= Greenfield, Colchester County =

Community in Nova Scotia, Canada

Greenfield is an unincorporated community in the Canadian province of Nova Scotia, located in Colchester County. It is two miles south of the Salmon River and six miles east of Truro, NS. The name is intended to describe the landscape, annotated by surveyor Alexander Miller around 1817.

== History ==
In 1814, land was granted to James Braynion of Truro who came to Nova Scotia from Scotland in 1797; Samuel Whidden Jr., a native of Truro-born in 1789; John Reed, a native of Londonderry township, born in 1789; Samuel Whidden, Sr; and Eddy Whidden, who repeatedly is referenced as being the first settler around 1815. John Dickson, who came from Scotland in about 1774 and his son Thomas, residents of Onslow Mountain in 1814, received grants of land here in 1815. Farming and some lumbering were local industries.

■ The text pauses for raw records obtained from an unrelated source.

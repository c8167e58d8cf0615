/*
 * Copyright (c) 2021 Works Applications Co., Ltd.
 *
 * Licensed under the Apache License, Version 2.0 (the "License");
 * you may not use this file except in compliance with the License.
 * You may obtain a copy of the License at
 *
 *     http://www.apache.org/licenses/LICENSE-2.0
 *
 * Unless required by applicable law or agreed to in writing, software
 * distributed under the License is distributed on an "AS IS" BASIS,
 * WITHOUT WARRANTIES OR CONDITIONS OF ANY KIND, either express or implied.
 * See the License for the specific language governing permissions and
 * limitations under the License.
 */

use serde::Deserialize;
use serde_json::Value;
use std::collections::HashMap;
use std::fs;
use std::io::{BufRead, BufReader};
use std::path::PathBuf;

use sudachi::analysis::created::CreatedWords;
use sudachi::analysis::Node;
use sudachi::config::Config;
use sudachi::declare_oov_provider_plugin;
use sudachi::dic::category_type::CategoryType;
use sudachi::dic::character_category::Error as CharacterCategoryError;
use sudachi::dic::grammar::Grammar;
use sudachi::dic::word_id::WordId;
use sudachi::input_text::InputBuffer;
use sudachi::input_text::InputTextIndex;
use sudachi::plugin::oov::OovProviderPlugin;
use sudachi::prelude::*;

declare_oov_provider_plugin!(MeCabOovPlugin, MeCabOovPlugin::default);

const DEFAULT_CHAR_DEF_FILE: &str = "char.def";
const DEFAULT_UNK_DEF_FILE: &str = "unk.def";

/// provides MeCab oov nodes
#[derive(Default)]
pub struct MeCabOovPlugin {
    categories: HashMap<CategoryType, CategoryInfo>,
    oov_list: HashMap<CategoryType, Vec<OOV>>,
}

/// Struct corresponds with raw config json file.
#[allow(non_snake_case)]
#[derive(Deserialize)]
struct PluginSettings {
    charDef: Option<PathBuf>,
    unkDef: Option<PathBuf>,
}

impl MeCabOovPlugin {
    /// Loads character category definition
    fn read_character_property<T: BufRead>(
        reader: T,
    ) -> SudachiResult<HashMap<CategoryType, CategoryInfo>> {
        let mut categories = HashMap::new();
        for (i, line) in reader.lines().enumerate() {
            let line = line?;
            let line = line.trim();
            if line.is_empty()
                || line.chars().next().unwrap() == '#'
                || line.chars().take(2).collect::<Vec<_>>() == vec!['0', 'x']
            {
                continue;
            }

            let cols: Vec<_> = line.split_whitespace().collect();
            if cols.len() < 4 {
                return Err(SudachiError::InvalidCharacterCategory(
                    CharacterCategoryError::InvalidFormat(i),
                ));
            }
            let category_type: CategoryType = match cols[0].parse() {
                Ok(t) => t,
                Err(_) => {
                    return Err(SudachiError::InvalidCharacterCategory(
                        CharacterCategoryError::InvalidCategoryType(i, cols[0].to_string()),
                    ))
                }
            };
            if categories.contains_key(&category_type) {
                return Err(SudachiError::InvalidCharacterCategory(
                    CharacterCategoryError::MultipleTypeDefinition(i, cols[0].to_string()),
                ));
            }

            categories.insert(
                category_type,
                CategoryInfo {
                    category_type,
                    is_invoke: cols[1] == "1",
                    is_group: cols[2] == "1",
                    length: cols[3].parse()?,
                },
            );
        }

        Ok(categories)
    }

    /// Load OOV definition
    ///
    /// Each line contains: CategoryType, left_id, right_id, cost, and pos
    fn read_oov<T: BufRead>(
        reader: T,
        categories: &HashMap<CategoryType, CategoryInfo>,
        grammar: &Grammar,
    ) -> SudachiResult<HashMap<CategoryType, Vec<OOV>>> {
        let mut oov_list: HashMap<CategoryType, Vec<OOV>> = HashMap::new();
        for (i, line) in reader.lines().enumerate() {
            let line = line?;
            let line = line.trim();
            if line.is_empty() || line.chars().next().unwrap() == '#' {
                continue;
            }

            let cols: Vec<_> = line.split(',').collect();
            if cols.len() < 10 {
                return Err(SudachiError::InvalidDataFormat(i, format!("{}", line)));
            }
            let category_type: CategoryType = cols[0].parse()?;
            if !categories.contains_key(&category_type) {
                return Err(SudachiError::InvalidDataFormat(
                    i,
                    format!("{} is undefined in char definition", cols[0]),
                ));
            }

            let oov = OOV {
                left_id: cols[1].parse()?,
                right_id: cols[2].parse()?,
                cost: cols[3].parse()?,
                pos_id: grammar.get_part_of_speech_id(&cols[4..10]).ok_or(
                    SudachiError::InvalidPartOfSpeech(format!("{:?}", &cols[4..10])),
                )?,
            };

            if oov.left_id as usize > grammar.conn_matrix().num_left() {
                return Err(SudachiError::InvalidDataFormat(
                    0,
                    format!(
                        "max grammar left_id is {}, was {}",
                        grammar.conn_matrix().num_left(),
                        oov.left_id
                    ),
                ));
            }

            if oov.right_id as usize > grammar.conn_matrix().num_right() {
                return Err(SudachiError::InvalidDataFormat(
                    0,
                    format!(
                        "max grammar right_id is {}, was {}",
                        grammar.conn_matrix().num_right(),
                        oov.right_id
                    ),
                ));
            }

            match oov_list.get_mut(&category_type) {
                None => {
                    oov_list.insert(category_type, vec![oov]);
                }
                Some(l) => {
                    l.push(oov);
                }
            };
        }

        Ok(oov_list)
    }

    /// Creates a new oov node
    fn get_oov_node(&self, oov: &OOV, start: usize, end: usize) -> Node {
        Node::new(
            start as u16,
            end as u16,
            oov.left_id as u16,
            oov.right_id as u16,
            oov.cost,
            WordId::oov(oov.pos_id as u32),
        )
    }

    fn provide_oov_gen<T: InputTextIndex>(
        &self,
        input: &T,
        offset: usize,
        has_other_words: bool,
        nodes: &mut Vec<Node>,
    ) -> SudachiResult<usize> {
        let start_size = nodes.len();
        let char_len = input.cat_continuous_len(offset);
        if char_len == 0 {
            return Ok(0);
        }

        for ctype in input.cat_at_char(offset).iter() {
            let cinfo = match self.categories.get(&ctype) {
                Some(ci) => ci,
                None => continue,
            };
            if !cinfo.is_invoke && has_other_words {
                continue;
            }

            let mut llength = char_len;
            let oovs = match self.oov_list.get(&cinfo.category_type) {
                Some(v) => v,
                None => continue,
            };

            if cinfo.is_group {
                for oov in oovs {
                    nodes.push(self.get_oov_node(oov, offset, offset + char_len));
                }
                llength -= 1;
            }
            for i in 1..=cinfo.length {
                let sublength = input.char_distance(offset, i as usize);
                if sublength > llength {
                    break;
                }
                for oov in oovs {
                    nodes.push(self.get_oov_node(oov, offset, offset + sublength));
                }
            }
        }
        Ok(nodes.len() - start_size)
    }
}

impl OovProviderPlugin for MeCabOovPlugin {
    fn set_up(
        &mut self,
        settings: &Value,
        config: &Config,
        grammar: &mut Grammar,
    ) -> SudachiResult<()> {
        let settings: PluginSettings = serde_json::from_value(settings.clone())?;

        let char_def_path = config.complete_path(
            settings
                .charDef
                .unwrap_or_else(|| PathBuf::from(DEFAULT_CHAR_DEF_FILE)),
        );
        let reader = BufReader::new(fs::File::open(&char_def_path)?);
        let categories = MeCabOovPlugin::read_character_property(reader)?;

        let unk_def_path = config.complete_path(
            settings
                .unkDef
                .unwrap_or_else(|| PathBuf::from(DEFAULT_UNK_DEF_FILE)),
        );
        let reader = BufReader::new(fs::File::open(&unk_def_path)?);
        let oov_list = MeCabOovPlugin::read_oov(reader, &categories, grammar)?;

        self.categories = categories;
        self.oov_list = oov_list;

        Ok(())
    }

    fn provide_oov(
        &self,
        input_text: &InputBuffer,
        offset: usize,
        other_words: CreatedWords,
        result: &mut Vec<Node>,
    ) -> SudachiResult<usize> {
        self.provide_oov_gen(input_text, offset, other_words.not_empty(), result)
    }
}

/// The character category definition
#[derive(Debug)]
struct CategoryInfo {
    category_type: CategoryType,
    is_invoke: bool,
    is_group: bool,
    length: u32,
}

/// The OOV definition
#[derive(Debug, Default, Clone)]
struct OOV {
    left_id: i16,
    right_id: i16,
    cost: i16,
    pos_id: u16,
}
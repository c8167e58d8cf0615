/*
 * Copyright (c) 2021 Works Applications Co., Ltd.
 *
 * Licensed under the Apache License, Version 2.0 (the "License");
 * you may not use this file except in compliance with the License.
 * You may obtain a copy of the License at
 *
 *     http://www.apache.org/licenses/LICENSE-2.0
 *
 * Unless required by applicable law or agreed to in writing, software
 * distributed under the License is distributed on an "AS IS" BASIS,
 * WITHOUT WARRANTIES OR CONDITIONS OF ANY KIND, either express or implied.
 * See the License for the specific language governing permissions and
 * limitations under the License.
 */

use thiserror::Error;

use crate::dic::lexicon::word_infos::{WordInfo, WordInfoData};
use crate::dic::lexicon::{Lexicon, LexiconEntry, MAX_DICTIONARIES};
use crate::dic::subset::InfoSubset;
use crate::dic::word_id::WordId;
use crate::prelude::*;

/// Sudachi error
#[derive(Error, Debug, Eq, PartialEq)]
pub enum LexiconSetError {
    #[error("too large word_id {0} in dict {1}")]
    TooLargeWordId(u32, usize),

    #[error("too large dictionary_id {0}")]
    TooLargeDictionaryId(usize),

    #[error("too many user dictionaries")]
    TooManyDictionaries,
}

/// Set of Lexicons
///
/// Handles multiple lexicons as one lexicon
/// The first lexicon in the list must be from system dictionary
pub struct LexiconSet<'a> {
    lexicons: Vec<Lexicon<'a>>,
    pos_offsets: Vec<usize>,
}

impl<'a> LexiconSet<'a> {
    /// Creates a LexiconSet given a lexicon
    ///
    /// It is assumed that the passed lexicon is the system dictionary
    pub fn new(mut system_lexicon: Lexicon) -> LexiconSet {
        system_lexicon.set_dic_id(0);
        LexiconSet {
            lexicons: vec![system_lexicon],
            pos_offsets: vec![0],
        }
    }

    /// Add a lexicon to the lexicon list
    ///
    /// pos_offset: number of pos in the grammar
    pub fn append(
        &mut self,
        mut lexicon: Lexicon<'a>,
        pos_offset: usize,
    ) -> Result<(), LexiconSetError> {
        if self.is_full() {
            return Err(LexiconSetError::TooManyDictionaries);
        }
        lexicon.set_dic_id(self.lexicons.len() as u8);
        self.lexicons.push(lexicon);
        self.pos_offsets.push(pos_offset);
        Ok(())
    }

    /// Returns if dictionary capacity is full
    pub fn is_full(&self) -> bool {
        self.lexicons.len() >= MAX_DICTIONARIES
    }
}

impl LexiconSet<'_> {
    /// Returns iterator which yields all words in the dictionary, starting from the `offset` bytes
    ///
    /// Searches dictionaries in the reverse order: user dictionaries first and then system dictionary
    #[inline]
    pub fn lookup<'b>(
        &'b self,
        input: &'b [u8],
        offset: usize,
    ) -> impl Iterator<Item = LexiconEntry> + 'b {
        // word_id fixup was moved to lexicon itself
        self.lexicons
            .iter()
            .rev()
            .flat_map(move |l| l.lookup(input, offset))
    }

    /// Returns word_info for given word_id
    pub fn get_word_info(&self, word_id: WordId) -> SudachiResult<WordInfo> {
        self.get_word_info_subset(word_id, InfoSubset::all())
    }

    /// Returns word_info for given word_id, reading only the requested subset of fields
    pub fn get_word_info_subset(
        &self,
        word_id: WordId,
        subset: InfoSubset,
    ) -> SudachiResult<WordInfo> {
        let dict_id = word_id.dic() as usize;
        let mut data: WordInfoData = self.lexicons[dict_id]
            .get_word_info_subset(word_id.word(), subset)?
            .into();
        let pos_id = data.pos_id;
        if dict_id > 0 && pos_id as usize >= self.pos_offsets[1] {
            // user defined part-of-speech
            data.pos_id =
                (pos_id as usize - self.pos_offsets[1] + self.pos_offsets[dict_id]) as u16;
        }
        self.update_dict_id(&mut data.a_unit_split, dict_id);
        self.update_dict_id(&mut data.b_unit_split, dict_id);
        self.update_dict_id(&mut data.word_structure, dict_id);

        Ok(data.into())
    }

    /// Returns word_param for given word_id
    pub fn get_word_param(&self, word_id: WordId) -> (i16, i16, i16) {
        let dict_id = word_id.dic() as usize;
        self.lexicons[dict_id]
            .get_word_param(word_id.word())
            .expect("word_param storage is contiguous for every valid word_id")
    }

    /// Splits stored in user dictionary word_infos reference words of the same
    /// dictionary with a placeholder dic_id of 1; fix them up to the actual
    /// dic_id this lexicon was appended with.
    fn update_dict_id(&self, split: &mut [WordId], dict_id: usize) {
        for w in split.iter_mut() {
            if w.dic() > 0 {
                *w = WordId::new(dict_id as u8, w.word());
            }
        }
    }

    pub fn size(&self) -> u32 {
        self.lexicons.iter().fold(0, |acc, lex| acc + lex.size())
    }
}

The population in 1956 was 76.

== Wind turbines ==
In 2013, Affinity Wind sought an environmental assessment provide 3.2 MW of wind power into the local distribution grid in Greenfield, via two wind turbines to be installed on private land. The scheme was approved subject to terms which included noise monitoring.

== Landmarks ==

=== Greenfield United Church ===
The Greenfield United Church is registered as a Municipal Heritage Property. It is over 120 years old, erected in 1888. It is the only church in the community and is a Union Church to serve both Presbyterians and Methodists. It became a United Church of Canada in 1925.